I also considered adding an overload of ReadOnlySpan<byte> by utilizing System.Memory nuget package, but did not add the code. UtfUnknown targets .Net Framework 4.0, which is not supported by the System.Memory.

rstm-sf · 2020-01-05T05:01:04Z

Hello!

You can reverts and refactor like this

UTF-unknown/src/UTF-unknown.csproj

Line 19 in d52af8d

    
           <ItemGroup Condition=" '$(TargetFramework)' == 'netstandard1.3' Or '$(TargetFramework)' == 'netstandard2.0' ">

and this

UTF-unknown/src/DetectionDetail.cs

Lines 97 to 101 in d52af8d

    
           #if NETSTANDARD && !NETSTANDARD1_0 || NETCOREAPP3_0 
        
                           return CodePagesEncodingProvider.Instance.GetEncoding(encodingName); 
        
           #else 
        
                           return null; 
        
           #endif

i think so you can also using netstandard and adding netcoreapp3_0

ied206 · 2020-01-05T16:20:02Z

I have tried to add Span APIs conditionally, but I faced some serious issues.

Summary

Writing a maintainable code for Span APIs requires dropping old targets (.Net Framework 4.0, .Net Standard 1.0) and adding a new target (.Net Framework 4.5).
If we do not compromise with targets, the code becomes unmaintainable due to the duplication.

Details

Supporting Span conditionally results duplicated core logics

Span can be spawned from an array, but not in reverse.
Thus to support Span alongside traditional APIs, calling Method(Span<byte>) internally from Method(byte[], int, int) is the easiest way to implement Span APIs.

Original Code:

void Write(byte[] buf, int offset, int count)
{
	for (int i = offset; i < offset + count; i++)
	{ 
		byte b = buf[i];
		/* Do Some Work */
	}
}

Patched Code to support Span (Ideal):

void Write(byte[] buf, int offset, int count)
{
	Write(buf.AsSpan(offset, count));
}

void Write(ReadOnlySpan<byte> span)
{
	for (int i = 0; i < span.Length; i++)
	{
		byte b = span[i];
		/* Do Some Work */
	}
}

However, since .Net Framework 4.0 and .Net Standard 1.0 target is not supported by System.Memory, I cannot use that tactic.
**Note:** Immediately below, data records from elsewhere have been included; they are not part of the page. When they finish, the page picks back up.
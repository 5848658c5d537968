//! DTOs for the onboarding endpoints

use serde::{Deserialize, Serialize};
use uuid::Uuid;
use validator::Validate;

use onbo_core::domain::entities::registration_draft::NewRegistration;
use onbo_core::domain::entities::verification_session::{DeliveryMethod, VerificationPurpose};

/// Registration details submitted alongside a code request.
///
/// Deliberately not `Debug`/`Serialize`: it carries the plaintext password
/// and must never end up in logs or response bodies.
#[derive(Clone, Deserialize, Validate)]
pub struct RegistrationDetails {
    /// Display name for the new account
    #[validate(length(min = 1, max = 255))]
    pub full_name: String,

    /// Email address, if registering one
    #[validate(email)]
    pub email: Option<String>,

    /// Phone number, if registering one
    #[validate(length(min = 7, max = 20))]
    pub phone: Option<String>,

    /// Plaintext password; hashed before anything is stored
    #[validate(length(min = 8, max = 128))]
    pub password: String,
}

impl From<RegistrationDetails> for NewRegistration {
    fn from(details: RegistrationDetails) -> Self {
        NewRegistration {
            full_name: details.full_name,
            email: details.email,
            phone: details.phone,
            password: details.password,
        }
    }
}

/// Request body for POST /onboarding/request-code
#[derive(Clone, Deserialize, Validate)]
pub struct RequestCodeRequest {
    /// Contact address to verify (email or E.164 phone)
    #[validate(length(min = 3, max = 254))]
    pub contact: String,

    /// Why the code is requested
    pub purpose: VerificationPurpose,

    /// Channel to deliver the code over
    pub delivery_method: DeliveryMethod,

    /// Registration details; required for `finish_registration`
    #[validate]
    pub registration: Option<RegistrationDetails>,
}

/// Response body for POST /onboarding/request-code
#[derive(Debug, Clone, Serialize, Deserialize)]
pub struct RequestCodeResponse {
    /// Seconds until the issued code expires
    pub expires_in_seconds: u64,

    /// Provider delivery id
    pub delivery_id: String,
}

/// Request body for POST /onboarding/verify-code
#[derive(Debug, Clone, Deserialize, Validate)]
pub struct VerifyCodeRequest {
    /// Contact address the code was sent to
    #[validate(length(min = 3, max = 254))]
    pub contact: String,

    /// Purpose the code was issued for
    pub purpose: VerificationPurpose,

    /// The presented one-time code
    #[validate(length(min = 4, max = 10))]
    pub code: String,
}

/// Response body for POST /onboarding/verify-code
#[derive(Debug, Clone, Serialize, Deserialize)]
pub struct VerifyCodeResponse {
    /// The code matched a live session
    pub verified: bool,

    /// Whether this validation consumed the session (pure-verify purposes)
    pub consumed: bool,
}

/// Request body for POST /onboarding/complete
#[derive(Debug, Clone, Deserialize, Validate)]
pub struct CompleteRegistrationRequest {
    /// Contact address the registration was staged under
    #[validate(length(min = 3, max = 254))]
    pub contact: String,

    /// The presented one-time code
    #[validate(length(min = 4, max = 10))]
    pub code: String,
}

/// Response body for POST /onboarding/complete
#[derive(Debug, Clone, Serialize, Deserialize)]
pub struct CompleteRegistrationResponse {
    /// Durable id of the newly committed account
    pub user_id: Uuid,
}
Instead, I had to duplicate the logics which greatly increases the maintenance burden. That was why I did not add the Span API.

Patched Code to support Span (Duplication):

#if !NET40 || !NETSTANDARD1.0
#define SPAN_SUPPORT
#endif

void Write(byte[] buf, int offset, int count)
{
	for (int i = offset; i < count; i++)
	{
		byte b = span[i];
		/* Do Some Work */
	}
}

#if SPAN_SUPPORT
void Write(ReadOnlySpan<byte> span)
{
	for (int i = 0; i < span.Length; i++)
	{
		byte b = span[i];
		/* Do Some Work */
	}
}
#endif

I can translate the Span API into byte[] API, but it contradicts the reason why Span was built. It brings additional copying and lowers the performance, so the code becomes meaningless.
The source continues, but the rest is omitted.